Often free and fairly ubiquitous, cardboard is a biodegradable and earth-friendly material that enriches as it breaks down.
Cardboard is a valuable source of carbon, one of the building blocks of life. As it decomposes, it supplies vital energy to the microbes that improve soil quality and structure.
Be selective when using cardboard for outdoor purposes. You’ll want “clean” stuff – plain brown corrugated cardboard with minimal printing on the surface. It should be unwaxed and non-glossy with any tape and stickers removed. Although, you’ll find that Amazon Prime shipped boxes include compostable tape.

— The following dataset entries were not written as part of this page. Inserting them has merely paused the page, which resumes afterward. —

//! ---
//! rpc_section: "14-licensing-system"
//! rpc_subsection: "module"
//! rpc_type: "source"
//! rpc_scope: "code"
//! rpc_description: "License verification and entitlement checks."
//! rpc_version: "v0.0.0-prealpha"
//! rpc_owner: "tbd"
//! ---
use std::fmt;
use std::fs;
use std::io;
use std::path::{Path, PathBuf};

use tracing::debug;

use crate::config::LicenseConfig;
use crate::error::LicenseError;

/// Which configured source supplied the license material.
#[derive(Debug, Clone, PartialEq, Eq)]
pub enum LicenseSource {
    /// The inline `license` setting.
    Inline,
    /// The explicit `license_filepath` setting.
    ExplicitFile(PathBuf),
    /// The default license file.
    DefaultFile(PathBuf),
}

impl fmt::Display for LicenseSource {
    fn fmt(&self, f: &mut fmt::Formatter<'_>) -> fmt::Result {
        match self {
            LicenseSource::Inline => write!(f, "inline"),
            LicenseSource::ExplicitFile(path) => write!(f, "file {}", path.display()),
            LicenseSource::DefaultFile(path) => write!(f, "default file {}", path.display()),
        }
    }
}

/// Raw license bytes together with where they came from.
#[derive(Debug, Clone)]
pub struct LocatedLicense {
    /// Source that supplied the bytes.
    pub source: LicenseSource,
    /// Unverified license material.
    pub bytes: Vec<u8>,
}

/// Resolve the license material named by `config`.
///
/// Returns `Ok(None)` only when nothing is configured and the default file
/// does not exist. A missing explicit file is an error.
pub fn read_license(config: &LicenseConfig) -> Result<Option<LocatedLicense>, LicenseError> {
    if let Some(license) = config.inline_license() {
        debug!("loading explicitly defined enterprise license");
        return Ok(Some(LocatedLicense {
            source: LicenseSource::Inline,
            bytes: license.as_bytes().to_vec(),
        }));
    }

    if let Some(path) = config.explicit_filepath() {
        debug!(license_path = %path.display(), "loading enterprise license from explicit file path");
        let bytes = read_file(path)?;
        return Ok(Some(LocatedLicense {
            source: LicenseSource::ExplicitFile(path.to_path_buf()),
            bytes,
        }));
    }

    let path = config.default_license_filepath();
    match fs::read(path) {
        Ok(bytes) => {
            debug!(license_path = %path.display(), "loaded enterprise license from default file path");
            Ok(Some(LocatedLicense {
                source: LicenseSource::DefaultFile(path.to_path_buf()),
                bytes,
            }))
        }
        Err(err) if err.kind() == io::ErrorKind::NotFound => {
            debug!(license_path = %path.display(), "no enterprise license found at default file path");
            Ok(None)
        }
        Err(source) => Err(LicenseError::SourceRead {
            path: path.to_path_buf(),
            source,
        }),
    }
}

fn read_file(path: &Path) -> Result<Vec<u8>, LicenseError> {
    fs::read(path).map_err(|source| LicenseError::SourceRead {
        path: path.to_path_buf(),
        source,
    })
}

#[cfg(test)]
mod tests {
    use super::*;

    fn missing_default(dir: &tempfile::TempDir) -> LicenseConfig {
        LicenseConfig::default().with_default_license_filepath(dir.path().join("absent.license"))
    }

    #[test]
    fn inline_wins_over_every_file_source() {
        let dir = tempfile::tempdir().unwrap();
        let explicit = dir.path().join("explicit.license");
        std::fs::write(&explicit, "explicit").unwrap();
        let default = dir.path().join("default.license");
        std::fs::write(&default, "default").unwrap();

        let config = LicenseConfig::default()
            .with_license("inline")
            .with_license_filepath(&explicit)
            .with_default_license_filepath(&default);
        let located = read_license(&config).unwrap().unwrap();
        assert_eq!(located.source, LicenseSource::Inline);
        assert_eq!(located.bytes, b"inline");
    }

    #[test]
    fn inline_wins_even_when_other_sources_are_unreadable() {
        let dir = tempfile::tempdir().unwrap();
        let config = missing_default(&dir)
            .with_license("inline")
            .with_license_filepath(dir.path().join("does-not-exist"));
        let located = read_license(&config).unwrap().unwrap();
        assert_eq!(located.source, LicenseSource::Inline);
    }

    #[test]
    fn explicit_file_wins_over_default() {
        let dir = tempfile::tempdir().unwrap();
        let explicit = dir.path().join("explicit.license");
        std::fs::write(&explicit, "explicit").unwrap();
        let default = dir.path().join("default.license");
        std::fs::write(&default, "default").unwrap();

        let config = LicenseConfig::default()
            .with_license_filepath(&explicit)
            .with_default_license_filepath(&default);
        let located = read_license(&config).unwrap().unwrap();
        assert_eq!(located.source, LicenseSource::ExplicitFile(explicit));
        assert_eq!(located.bytes, b"explicit");
    }

    #[test]
    fn missing_explicit_file_is_an_error() {
        let dir = tempfile::tempdir().unwrap();
        let config = missing_default(&dir).with_license_filepath(dir.path().join("nope"));
        let err = read_license(&config).unwrap_err();
        match err {
            LicenseError::SourceRead { source, .. } => {
                assert_eq!(source.kind(), io::ErrorKind::NotFound)
            }
            other => panic!("unexpected error: {other}"),
        }
    }

    #[test]
    fn missing_default_file_means_no_license() {
        let dir = tempfile::tempdir().unwrap();
        assert!(read_license(&missing_default(&dir)).unwrap().is_none());
    }

    #[test]
    fn unreadable_default_path_is_an_error() {
        let dir = tempfile::tempdir().unwrap();
        // Reading a directory fails with something other than NotFound.
        let config = LicenseConfig::default().with_default_license_filepath(dir.path());
        assert!(matches!(
            read_license(&config),
            Err(LicenseError::SourceRead { .. })
        ));
    }

    #[test]
    fn default_file_is_read_when_present() {
        let dir = tempfile::tempdir().unwrap();
        let default = dir.path().join("default.license");
        std::fs::write(&default, "default").unwrap();
        let config = LicenseConfig::default().with_default_license_filepath(&default);
        let located = read_license(&config).unwrap().unwrap();
        assert_eq!(located.source, LicenseSource::DefaultFile(default));
    }
}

With the rise of online shopping, it seems there’s always a constant stream of cardboard coming through the home. Don’t send it for recycling, instead put it to good use in the garden!
1. Sheet Mulching
Sheet mulching is also known as “composting in place” because cardboard is made up of carbon while grass and weeds add nitrogen. As it degrades, it will nourish the soil.
2. Suppress Weeds
Cardboard as a weed barrier should last a season or two before needing to be replaced. And unlike landscaping fabric made of plastic, cardboard won’t prevent nutrients or beneficial organisms from working their magic within the soil.
3. Garden Cloches
Corrugated cardboard boxes offer the most protection against chilly conditions. These have pleated sheets sandwiched between two flat pieces of linerboard, which helps trap cold air for better insulation.

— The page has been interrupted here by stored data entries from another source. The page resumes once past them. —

//! ---
//! rpc_section: "01-core-functionality"
//! rpc_subsection: "module"
//! rpc_type: "source"
//! rpc_scope: "code"
//! rpc_description: "Typed registry of shared host services."
//! rpc_version: "v0.0.0-prealpha"
//! rpc_owner: "tbd"
//! ---
use std::any::{Any, TypeId};
use std::collections::HashMap;
use std::fmt;
use std::sync::Arc;

use parking_lot::RwLock;
use tracing::{info_span, Span};

type SharedValue = Arc<dyn Any + Send + Sync>;

/// Registry handed to components during construction.
///
/// Each shared value is keyed by its concrete type, so a component attaches
/// at most one singleton of a given type and unrelated components can look it
/// up without a global. The registry also carries the tracing span that
/// events emitted on behalf of this host are recorded under.
pub struct Resources {
    label: String,
    span: Span,
    shared: RwLock<HashMap<TypeId, SharedValue>>,
}

impl Resources {
    /// Create an empty registry for the host identified by `label`.
    pub fn new(label: impl Into<String>) -> Self {
        let label = label.into();
        let span = info_span!("resources", label = %label);
        Self {
            label,
            span,
            shared: RwLock::new(HashMap::new()),
        }
    }

    /// Name of the host these resources belong to.
    pub fn label(&self) -> &str {
        &self.label
    }

    /// Span that components should enter while logging on behalf of this host.
    pub fn span(&self) -> &Span {
        &self.span
    }

    /// Attach `value`, replacing and returning any previous value of the same type.
    pub fn set_shared<T>(&self, value: Arc<T>) -> Option<Arc<T>>
    where
        T: Any + Send + Sync,
    {
        let previous = self.shared.write().insert(TypeId::of::<T>(), value);
        previous.and_then(|prev| prev.downcast::<T>().ok())
    }

    /// Look up the value of type `T`, if one has been attached.
    pub fn shared<T>(&self) -> Option<Arc<T>>
    where
        T: Any + Send + Sync,
    {
        let value = self.shared.read().get(&TypeId::of::<T>()).cloned()?;
        value.downcast::<T>().ok()
    }
}

impl Default for Resources {
    fn default() -> Self {
        Self::new("default")
    }
}

impl fmt::Debug for Resources {
    fn fmt(&self, f: &mut fmt::Formatter<'_>) -> fmt::Result {
        f.debug_struct("Resources")
            .field("label", &self.label)
            .field("shared", &self.shared.read().len())
            .finish()
    }
}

Like dried leaves, straw, and wood chips, cardboard is a bulky material that is high in carbon. And you’ll need quite a lot of it to keep the microbes fat and happy. Shred or tear it up into 1-inch squares to help speed decomposition along.
5. Seed Starter Pots
Cardboard toilet paper tubes are the perfect size and shape for making little seed starter pots. Just make a few small cuts at one end and fold the flaps in to make a bottom. Add soil and plant your seeds.
6. Container Gardening
Lasting just one season, cardboard planters can tide you over until you can build the garden of your dreams. They also lend themselves well to a child’s garden space. And when the season is finished, shred them up and toss in the compost.
7. Potato Box
All sorts of materials can be repurposed into a potato growing container – including cardboard boxes. Keep the bottom of the box intact or open up the bottom flaps for potatoes planted directly in the soil. Add drainage holes if needed.
8. Square Foot Gardening
Cardboard boxes can be clustered together in any open space in the yard. Be sure to elevate them and add drainage holes.